Wenn das der Fall ist dann wäre das was Boeing eingebaut hat wohl eine der dümmsten Fehlkonstruktionen der Menschheitsgeschichte, weil es für ein "überstimmen" des Piloten nicht die geringste Notwendigkeit geben würde. Die Verantwortung würde in jeder Situation beim Piloten liegen, und die Einstufung für das System an sich wäre SIL 0.






rostiger Nagel schrieb:


> Nicht dumm, das meinst du aber jetzt ironisch .
> Die Leute waren so dumm, das die Geldgier, den Verstand abgeschaltet hat.
> Im übrigen können Piloten schon eingreifen, aber das ist bei diesen Typ nicht
> so leicht, aber immerhin möglich.
> ...




Dass das Flugzeug eine Fehlkonstruktion war und mit maximaler Fahrlässigkeit gehandelt wurde steht wohl fest.

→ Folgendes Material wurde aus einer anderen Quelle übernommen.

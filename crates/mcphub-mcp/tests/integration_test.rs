//! Integration tests driving the mock MCP server binary over real stdio pipes.

use std::path::PathBuf;
use std::time::Duration;

use mcphub_mcp::{
    ConfigLoader, ConnectionStatus, McpClient, McpError, McpHost, ServerConfig,
};
use serde_json::json;
use tempfile::TempDir;

const MOCK_SERVER: &str = env!("CARGO_BIN_EXE_mock-mcp-server");

fn mock(name: &str) -> ServerConfig {
    ServerConfig::stdio(MOCK_SERVER).with_args(["--name", name])
}

/// Write a servers document and load it back through the loader.
fn write_servers(dir: &TempDir, servers: serde_json::Value) -> PathBuf {
    let path = dir.path().join("mcp_servers_config.json");
    std::fs::write(&path, json!({ "mcp_servers": servers }).to_string()).unwrap();
    path
}

async fn wait_for_status(host: &McpHost, server: &str, expected: ConnectionStatus) {
    for _ in 0..100 {
        if host.get_status().get(server).map(|s| s.status) == Some(expected) {
            return;
        }
        tokio::time::sleep(Duration::from_millis(20)).await;
    }
    panic!("{} never reached status {}", server, expected);
}

#[tokio::test]
async fn test_echo_through_loaded_config() {
    let dir = TempDir::new().unwrap();
    let path = write_servers(
        &dir,
        json!({
            "echo": {
                "transport_type": "stdio",
                "config": {"command": MOCK_SERVER, "args": ["--name", "echo"]}
            }
        }),
    );

    let configs = ConfigLoader::load(&path).unwrap();
    let host = McpHost::new(configs);
    host.initialize().await;

    let status = &host.get_status()["echo"];
    assert_eq!(status.status, ConnectionStatus::Connected);
    assert_eq!(status.tools_count, 3);

    let result = host
        .call_tool("echo__say", json!({"text": "hello"}))
        .await
        .unwrap();
    assert!(!result.is_error);
    assert_eq!(result.text(), "hello");

    let sum = host
        .call_tool("echo__add", json!({"a": 2, "b": 3}))
        .await
        .unwrap();
    assert_eq!(sum.text(), "5");

    host.shutdown().await;
    assert!(host.get_status().is_empty());
}

#[tokio::test]
async fn test_initialize_with_partial_failures() {
    let mut configs = std::collections::BTreeMap::new();
    configs.insert("a".to_string(), mock("a"));
    configs.insert("b".to_string(), mock("b"));
    configs.insert(
        "missing".to_string(),
        ServerConfig::stdio("/nonexistent/mcp-server-binary"),
    );

    let host = McpHost::new(configs);
    host.initialize().await;

    let status = host.get_status();
    assert_eq!(status.len(), 3);
    assert_eq!(host.connected_servers().len(), 2);
    assert_eq!(status["missing"].status, ConnectionStatus::Error);
    assert!(status["missing"].error_message.is_some());

    let err = host.call_tool("missing__say", json!({})).await.unwrap_err();
    assert!(matches!(err, McpError::ServerNotConnected(_)));

    host.shutdown().await;
}

#[tokio::test]
async fn test_name_collisions_route_to_each_server() {
    let mut configs = std::collections::BTreeMap::new();
    configs.insert("a".to_string(), mock("a"));
    configs.insert("b".to_string(), mock("b").with_args(["--name", "b", "--no-prompts"]));

    let host = McpHost::new(configs);
    host.initialize().await;

    let tools = host.get_all_tools();
    assert!(tools.contains_key("a__say"));
    assert!(tools.contains_key("b__say"));
    assert_eq!(host.tool_count(), 6);

    assert_eq!(host.prompt_count(), 1);
    let greeting = host
        .get_prompt("a__greet", Some(json!({"who": "Ada"}).as_object().unwrap().clone()))
        .await
        .unwrap();
    assert!(greeting.contains("Say hello to Ada"));

    // Resources are keyed by uri, one per server
    let resources = host.get_all_resources();
    assert_eq!(resources.len(), 2);
    let contents = host.read_resource("mock://b/notes").await.unwrap();
    assert_eq!(contents.text(), "notes of b");

    host.shutdown().await;
}

#[tokio::test]
async fn test_reconnect_after_disconnect() {
    let mut configs = std::collections::BTreeMap::new();
    configs.insert("echo".to_string(), mock("echo"));
    let host = McpHost::new(configs);
    host.initialize().await;

    let client = host.client("echo").unwrap();
    client.disconnect().await.unwrap();
    assert_eq!(client.connection_status(), ConnectionStatus::Disconnected);
    assert!(client.tools().is_empty());
    assert_eq!(host.tool_count(), 0);

    host.reconnect("echo").await.unwrap();
    let result = host
        .call_tool("echo__say", json!({"text": "again"}))
        .await
        .unwrap();
    assert_eq!(result.text(), "again");

    host.shutdown().await;
}

#[tokio::test]
async fn test_server_crash_marks_error() {
    let mut configs = std::collections::BTreeMap::new();
    configs.insert("fragile".to_string(), mock("fragile"));
    configs.insert("steady".to_string(), mock("steady"));
    let host = McpHost::new(configs);
    host.initialize().await;

    let result = host.call_tool("fragile__crash", json!({})).await.unwrap();
    assert!(result.is_error);

    wait_for_status(&host, "fragile", ConnectionStatus::Error).await;
    assert!(!host.get_all_tools().contains_key("fragile__say"));

    // The sibling is unaffected
    let result = host
        .call_tool("steady__say", json!({"text": "still here"}))
        .await
        .unwrap();
    assert_eq!(result.text(), "still here");

    // A crashed server can be brought back
    host.reconnect("fragile").await.unwrap();
    assert!(host.client("fragile").unwrap().is_connected());

    host.shutdown().await;
}

#[tokio::test]
async fn test_client_over_stdio() {
    let client = McpClient::new("solo", mock("solo").with_args(["--name", "solo", "--no-resources"]));
    client.connect().await.unwrap();

    let info = client.server_info().unwrap();
    assert_eq!(info.name, "solo");
    assert_eq!(info.protocol_version, "2024-11-05");
    assert!(client.resources().is_empty());
    assert!(client.has_prompt("greet"));

    let err = client.call_tool("nope", json!({})).await.unwrap_err();
    assert!(matches!(err, McpError::ToolNotFound(_)));

    client.disconnect().await.unwrap();
    assert!(!client.is_connected());
    assert!(matches!(
        client.call_tool("say", json!({"text": "x"})).await,
        Err(McpError::NotConnected)
    ));
}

Dennoch bleiben bei mir Zweifel ob der weltweit zweitgrößte Hersteller von Luft- und Raumfahrttechnik wirklich so blöd ist das Teil durch ein völlig überflüssiges Assistenzsystem zu einer solchen Todesfalle zu machen, und die größte Krise der Firmengeschichte auszulösen.


Ich hoffe das bei der EASA fähige Leute sitzen die den Stand der Technik bei der funktionalen Sicherheit kennen, und in der Lage sind analytisch an die Sache ranzugehen.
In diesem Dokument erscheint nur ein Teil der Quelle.